■ **Directions for this task**: Search the data below, and report every line in which "when" occurs.
[Records shown Boundary: Start]
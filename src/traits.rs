//! Collaborator traits.
//!
//! The orchestrator is pure logic. It doesn't know about RPC transports,
//! ABIs, signing keys, or terminals. You bring those in by implementing
//! these traits.

use crate::error::DeployError;
use crate::options::ProxyOptions;
use crate::store::KeyValueStore;
use crate::types::{Address, NetworkIdentity, OperationId, PendingUnit, Receipt};
use serde_json::Value;
use std::future::Future;

/// Connection to the ledger.
pub trait Ledger: Send + Sync {
    /// Identify the network this connection talks to.
    fn network_identity(
        &self,
    ) -> impl Future<Output = Result<NetworkIdentity, DeployError>> + Send;

    /// Look up an operation and wait until the ledger confirms it.
    ///
    /// Must return promptly if the operation was confirmed earlier.
    /// No timeout is imposed by the orchestrator.
    fn await_operation(
        &self,
        operation_id: &OperationId,
    ) -> impl Future<Output = Result<Receipt, DeployError>> + Send;
}

/// A factory for one kind of installable unit.
pub trait Deployable: Send + Sync {
    /// What the caller gets back: a client bound to a deployed address.
    type Handle: Send;

    /// Contract name, for prompts and logs.
    fn contract_name(&self) -> &str;

    /// Submit a direct instantiation. Returns once the ledger has accepted it.
    fn submit(
        &self,
        args: &[Value],
    ) -> impl Future<Output = Result<PendingUnit, DeployError>> + Send;

    /// Bind to an already-deployed address with this factory's interface.
    fn attach(&self, address: Address) -> Self::Handle;
}

/// Routine that installs a deployable behind an upgradeable proxy.
pub trait ProxyDeployer: Send + Sync {
    fn deploy_proxy<D: Deployable>(
        &self,
        factory: &D,
        args: &[Value],
        options: &ProxyOptions,
    ) -> impl Future<Output = Result<PendingUnit, DeployError>> + Send;

    /// Point the proxy at `proxy` to a new implementation built by `factory`.
    /// The proxy address does not change.
    fn upgrade_proxy<D: Deployable>(
        &self,
        proxy: &Address,
        factory: &D,
        options: &ProxyOptions,
    ) -> impl Future<Output = Result<PendingUnit, DeployError>> + Send;
}

/// Proxy deployer for setups that never install proxies.
#[derive(Debug, Clone, Copy, Default)]
pub struct NoProxy;

impl ProxyDeployer for NoProxy {
    async fn deploy_proxy<D: Deployable>(
        &self,
        factory: &D,
        _args: &[Value],
        options: &ProxyOptions,
    ) -> Result<PendingUnit, DeployError> {
        Err(DeployError::SubmissionFailed(format!(
            "proxy deployment not configured ({} proxy for {})",
            options.kind,
            factory.contract_name()
        )))
    }

    async fn upgrade_proxy<D: Deployable>(
        &self,
        proxy: &Address,
        factory: &D,
        _options: &ProxyOptions,
    ) -> Result<PendingUnit, DeployError> {
        Err(DeployError::SubmissionFailed(format!(
            "proxy upgrade not configured ({} at {})",
            factory.contract_name(),
            proxy
        )))
    }
}

/// Human-in-the-loop gate.
pub trait Confirm: Send + Sync {
    /// `Ok(false)` means the human said no. `Err` means asking failed.
    fn confirm(&self, message: &str) -> impl Future<Output = Result<bool, DeployError>> + Send;
}

/// Where the cache for a given network lives.
///
/// Different networks must map to different stores.
pub trait CacheLocation: Send + Sync {
    type Store: KeyValueStore;

    fn open(
        &self,
        network: &NetworkIdentity,
    ) -> impl Future<Output = Result<Self::Store, DeployError>> + Send;
}
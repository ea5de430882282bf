//! [`KeyValueStore`] trait definition.

use crate::error::DeployError;
use async_trait::async_trait;
use serde_json::Value;

/// Durable mapping from string keys to JSON values.
///
/// Keys are dot-paths: `"token.address"` addresses the `address` field of
/// the `token` object. The store has no business logic. Last write wins.
#[async_trait]
pub trait KeyValueStore: Send + Sync {
    /// Read a value. A missing key is `Ok(None)`, never an error.
    async fn get(&self, key: &str) -> Result<Option<Value>, DeployError>;

    /// Write a value. Must be durable before returning `Ok`.
    async fn set(&mut self, key: &str, value: Value) -> Result<(), DeployError>;

    /// Remove a value. Returns `true` if something was removed.
    async fn delete(&mut self, key: &str) -> Result<bool, DeployError>;

    /// Top-level keys in the store, i.e. the deployment names.
    async fn keys(&self) -> Result<Vec<String>, DeployError>;
}
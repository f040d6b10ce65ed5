//! Content factory for loading everything from one data directory.

use std::path::{Path, PathBuf};

use anyhow::bail;
use calc_core::{CalcConfig, DataError, PrecomputedAowData, PrecomputedData};
use tracing::debug;

use crate::loaders::{AowDataLoader, BundleFormat, ConfigLoader, LoadResult, WeaponDataLoader};

/// Content factory that loads calculator content from a data directory.
///
/// # Directory Structure
///
/// ```text
/// data_dir/
/// ├── config.toml        (optional)
/// ├── weapons.json       (or weapons.ron)
/// └── aow.json           (or aow.ron)
/// ```
pub struct ContentFactory {
    data_dir: PathBuf,
}

impl ContentFactory {
    pub const CONFIG_FILE: &'static str = "config.toml";
    pub const WEAPONS_STEM: &'static str = "weapons";
    pub const AOW_STEM: &'static str = "aow";

    /// Creates a new content factory pointing to a data directory.
    pub fn new(data_dir: impl Into<PathBuf>) -> Self {
        Self {
            data_dir: data_dir.into(),
        }
    }

    /// Load `config.toml`, or the defaults when the file is absent.
    pub fn load_config(&self) -> LoadResult<CalcConfig> {
        let path = self.data_dir.join(Self::CONFIG_FILE);
        if !path.exists() {
            debug!(path = %path.display(), "no config file, using defaults");
            return Ok(CalcConfig::default());
        }
        ConfigLoader::load(&path)
    }

    /// Load the weapon bundle.
    pub fn load_weapons(&self) -> LoadResult<(PrecomputedData, Vec<DataError>)> {
        WeaponDataLoader::load(&self.bundle_path(Self::WEAPONS_STEM)?)
    }

    /// Load the skill bundle.
    pub fn load_aow(&self) -> LoadResult<(PrecomputedAowData, Vec<DataError>)> {
        AowDataLoader::load(&self.bundle_path(Self::AOW_STEM)?)
    }

    /// First existing `{stem}.json` / `{stem}.ron`, JSON preferred.
    pub fn bundle_path(&self, stem: &str) -> LoadResult<PathBuf> {
        for (extension, _) in BundleFormat::EXTENSIONS {
            let path = self.data_dir.join(format!("{stem}.{extension}"));
            if path.is_file() {
                return Ok(path);
            }
        }
        bail!(
            "No {stem}.json or {stem}.ron in {}",
            self.data_dir.display()
        )
    }

    /// Returns the data directory path.
    pub fn data_dir(&self) -> &Path {
        &self.data_dir
    }
}

#[cfg(test)]
mod tests {
    use super::*;

    #[test]
    fn test_factory_paths() {
        let factory = ContentFactory::new("/tmp/data");
        assert_eq!(factory.data_dir(), Path::new("/tmp/data"));
    }

    #[test]
    fn missing_bundle_is_an_error() {
        let factory = ContentFactory::new("/nonexistent/calc-data");
        let err = factory.bundle_path("weapons").unwrap_err();
        assert!(err.to_string().contains("weapons.json"));
    }
}
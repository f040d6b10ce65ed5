//! Skill (Ash of War) data produced by the data build.

use std::collections::BTreeMap;

use super::error::{DataError, LookupError};
use super::keys::{Affinity, AttackAttribute, DamageTable, StatTable};
use super::weapon_type::WeaponType;

/// One hit of a sword art.
#[derive(Clone, Debug, PartialEq)]
#[cfg_attr(feature = "serde", derive(serde::Serialize, serde::Deserialize))]
#[cfg_attr(feature = "serde", serde(default))]
pub struct PrecomputedAowAttack {
    pub name: String,
    /// Motion value per damage type, in percent of weapon AR.
    pub motion: DamageTable<f64>,
    /// Flat damage per type; for bullets this is the whole hit.
    pub flat: DamageTable<f64>,
    pub attack_attribute: AttackAttribute,
    /// Positive values reduce damage leaking through a guard.
    pub guard_cut_cancel_rate: f64,
    /// Bullet hit: damage comes from `flat` with its own scaling.
    pub is_add_base_atk: bool,
    /// Motion hit that also adds `flat` on top.
    pub adds_flat_to_motion: bool,
    /// Evaluate weapon AR one-handed for this hit.
    pub disable_two_hand_bonus: bool,
    pub final_damage_rate_id: Option<u32>,
    /// `-1` keeps the weapon's own scaling.
    pub overwrite_attack_element_correct_id: i32,
    pub stamina_motion: f64,
    pub stamina_flat: f64,
    pub poise_motion: f64,
    pub poise_flat: f64,
}

impl Default for PrecomputedAowAttack {
    fn default() -> Self {
        Self {
            name: String::new(),
            motion: DamageTable::default(),
            flat: DamageTable::default(),
            attack_attribute: AttackAttribute::default(),
            guard_cut_cancel_rate: 0.0,
            is_add_base_atk: false,
            adds_flat_to_motion: false,
            disable_two_hand_bonus: false,
            final_damage_rate_id: None,
            overwrite_attack_element_correct_id: -1,
            stamina_motion: 0.0,
            stamina_flat: 0.0,
            poise_motion: 0.0,
            poise_flat: 0.0,
        }
    }
}

impl PrecomputedAowAttack {
    pub fn motion(name: impl Into<String>, motion: DamageTable<f64>) -> Self {
        Self {
            name: name.into(),
            motion,
            ..Self::default()
        }
    }

    pub fn bullet(name: impl Into<String>, flat: DamageTable<f64>) -> Self {
        Self {
            name: name.into(),
            flat,
            is_add_base_atk: true,
            ..Self::default()
        }
    }

    pub fn element_correct_id(&self) -> Option<i32> {
        (self.overwrite_attack_element_correct_id >= 0)
            .then_some(self.overwrite_attack_element_correct_id)
    }
}

/// A weapon skill and its hits.
#[derive(Clone, Debug, Default, PartialEq)]
#[cfg_attr(feature = "serde", derive(serde::Serialize, serde::Deserialize))]
pub struct SwordArt {
    pub id: u32,
    pub name: String,
    #[cfg_attr(feature = "serde", serde(default))]
    pub attacks: Vec<PrecomputedAowAttack>,
}

/// Bullet scaling for one stat and damage type.
#[derive(Clone, Copy, Debug, Default, PartialEq)]
#[cfg_attr(feature = "serde", derive(serde::Serialize, serde::Deserialize))]
#[cfg_attr(feature = "serde", serde(default))]
pub struct ElementCorrectEntry {
    pub enabled: bool,
    /// Replaces the weapon's scaling percent when set.
    pub override_percent: Option<f64>,
    pub curve_id: Option<u32>,
}

impl ElementCorrectEntry {
    pub const fn scaling(percent: f64) -> Self {
        Self {
            enabled: true,
            override_percent: Some(percent),
            curve_id: None,
        }
    }
}

/// Bullet stat-scaling override table (`AttackElementCorrectParam`).
#[derive(Clone, Debug, Default, PartialEq)]
#[cfg_attr(feature = "serde", derive(serde::Serialize, serde::Deserialize))]
pub struct AttackElementCorrect {
    pub id: i32,
    #[cfg_attr(feature = "serde", serde(default))]
    pub entries: StatTable<DamageTable<ElementCorrectEntry>>,
}

/// PvP multiplier set.
#[derive(Clone, Debug, PartialEq)]
#[cfg_attr(feature = "serde", derive(serde::Serialize, serde::Deserialize))]
pub struct FinalDamageRate {
    pub id: u32,
    pub damage: DamageTable<f64>,
    pub stamina: f64,
    /// `saRate`: multiplier on poise damage.
    pub poise: f64,
}

impl FinalDamageRate {
    pub fn uniform(id: u32, rate: f64) -> Self {
        Self {
            id,
            damage: DamageTable::from_fn(|_| rate),
            stamina: rate,
            poise: rate,
        }
    }
}

bitflags::bitflags! {
    /// Infusions a gem may be applied with.
    #[derive(Clone, Copy, Debug, Default, PartialEq, Eq, Hash)]
    #[cfg_attr(feature = "serde", derive(serde::Serialize, serde::Deserialize))]
    #[cfg_attr(feature = "serde", serde(transparent))]
    pub struct AffinityFlags: u16 {
        const STANDARD = 1 << 0;
        const HEAVY = 1 << 1;
        const KEEN = 1 << 2;
        const QUALITY = 1 << 3;
        const FIRE = 1 << 4;
        const FLAME_ART = 1 << 5;
        const LIGHTNING = 1 << 6;
        const SACRED = 1 << 7;
        const MAGIC = 1 << 8;
        const COLD = 1 << 9;
        const POISON = 1 << 10;
        const BLOOD = 1 << 11;
        const OCCULT = 1 << 12;
    }
}

impl AffinityFlags {
    pub fn from_affinity(affinity: Affinity) -> Self {
        Self::from_bits_truncate(1 << affinity as u16)
    }

    pub fn allows(self, affinity: Affinity) -> bool {
        self.contains(Self::from_affinity(affinity))
    }
}

impl FromIterator<Affinity> for AffinityFlags {
    fn from_iter<I: IntoIterator<Item = Affinity>>(iter: I) -> Self {
        iter.into_iter()
            .fold(Self::empty(), |flags, a| flags | Self::from_affinity(a))
    }
}

/// Which weapons and infusions accept a gem (`EquipParamGem`).
#[derive(Clone, Debug, Default, PartialEq)]
#[cfg_attr(feature = "serde", derive(serde::Serialize, serde::Deserialize))]
pub struct GemCompatibility {
    pub gem_id: u32,
    pub weapon_types: Vec<WeaponType>,
    pub affinities: AffinityFlags,
}

impl GemCompatibility {
    pub fn accepts(&self, weapon_type: WeaponType, affinity: Affinity) -> bool {
        self.weapon_types.contains(&weapon_type) && self.affinities.allows(affinity)
    }
}

/// Stat points a buff skill grants while active.
#[derive(Clone, Debug, Default, PartialEq)]
#[cfg_attr(feature = "serde", derive(serde::Serialize, serde::Deserialize))]
pub struct StatPointBonus {
    #[cfg_attr(feature = "serde", serde(default))]
    pub points: StatTable<f64>,
}

/// Root skill bundle.
#[derive(Clone, Debug, Default, PartialEq)]
#[cfg_attr(feature = "serde", derive(serde::Serialize, serde::Deserialize))]
#[cfg_attr(feature = "serde", serde(default))]
pub struct PrecomputedAowData {
    pub sword_arts: BTreeMap<u32, SwordArt>,
    pub attack_element_correct: BTreeMap<i32, AttackElementCorrect>,
    pub final_damage_rates: BTreeMap<u32, FinalDamageRate>,
    pub equip_param_gem: BTreeMap<u32, GemCompatibility>,
    /// Keyed by skill name.
    pub aow_stat_point_bonuses: BTreeMap<String, StatPointBonus>,
    pub sword_arts_id_to_gem_id: BTreeMap<u32, u32>,
    /// Skill name → sword art id.
    pub skill_names: BTreeMap<String, u32>,
}

impl PrecomputedAowData {
    pub fn new() -> Self {
        Self::default()
    }

    pub fn insert_sword_art(&mut self, sword_art: SwordArt) {
        self.skill_names
            .insert(sword_art.name.clone(), sword_art.id);
        self.sword_arts.insert(sword_art.id, sword_art);
    }

    pub fn sword_art(&self, name: &str) -> Result<&SwordArt, LookupError> {
        self.skill_names
            .get(name)
            .and_then(|id| self.sword_arts.get(id))
            .ok_or_else(|| LookupError::SwordArtNotFound(name.to_owned()))
    }

    pub fn element_correct(&self, id: i32) -> Result<&AttackElementCorrect, LookupError> {
        self.attack_element_correct
            .get(&id)
            .ok_or(LookupError::ElementCorrectNotFound(id))
    }

    pub fn final_damage_rate(&self, id: u32) -> Result<&FinalDamageRate, LookupError> {
        self.final_damage_rates
            .get(&id)
            .ok_or(LookupError::FinalDamageRateNotFound(id))
    }

    pub fn stat_point_bonus(&self, skill: &str) -> Option<&StatPointBonus> {
        self.aow_stat_point_bonuses.get(skill)
    }

    /// Gem record for a sword art, if it is sold as an Ash of War.
    pub fn gem_for(&self, sword_art_id: u32) -> Option<&GemCompatibility> {
        self.sword_arts_id_to_gem_id
            .get(&sword_art_id)
            .and_then(|gem| self.equip_param_gem.get(gem))
    }

    /// Whether the skill can be put on this weapon class and infusion.
    ///
    /// Unique skills without a gem are never transferable.
    pub fn is_compatible(&self, skill: &str, weapon_type: WeaponType, affinity: Affinity) -> bool {
        self.skill_names
            .get(skill)
            .and_then(|id| self.gem_for(*id))
            .is_some_and(|gem| gem.accepts(weapon_type, affinity))
    }

    /// Names of every skill that fits the weapon class and infusion.
    pub fn compatible_sword_arts(&self, weapon_type: WeaponType, affinity: Affinity) -> Vec<&str> {
        self.sword_arts
            .values()
            .filter(|art| {
                self.gem_for(art.id)
                    .is_some_and(|gem| gem.accepts(weapon_type, affinity))
            })
            .map(|art| art.name.as_str())
            .collect()
    }

    /// Collect every dangling reference in the bundle.
    pub fn validate(&self) -> Vec<DataError> {
        let mut findings = Vec::new();

        for art in self.sword_arts.values() {
            for (hit, attack) in art.attacks.iter().enumerate() {
                if let Some(id) = attack
                    .element_correct_id()
                    .filter(|id| !self.attack_element_correct.contains_key(id))
                {
                    findings.push(DataError::DanglingSkillReference {
                        sword_art: art.name.clone(),
                        hit,
                        kind: "attack element correct",
                        id: i64::from(id),
                    });
                }
                if let Some(id) = attack
                    .final_damage_rate_id
                    .filter(|id| !self.final_damage_rates.contains_key(id))
                {
                    findings.push(DataError::DanglingSkillReference {
                        sword_art: art.name.clone(),
                        hit,
                        kind: "final damage rate",
                        id: i64::from(id),
                    });
                }
            }
        }

        for (name, &id) in &self.skill_names {
            if !self.sword_arts.contains_key(&id) {
                findings.push(DataError::DanglingSkillName {
                    name: name.clone(),
                    id,
                });
            }
        }

        findings
    }
}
[Records shown Boundary: End]
■ **Exercise output**:
    /// Load `config.toml`, or the defaults when the file is absent.
    /// Replaces the weapon's scaling percent when set.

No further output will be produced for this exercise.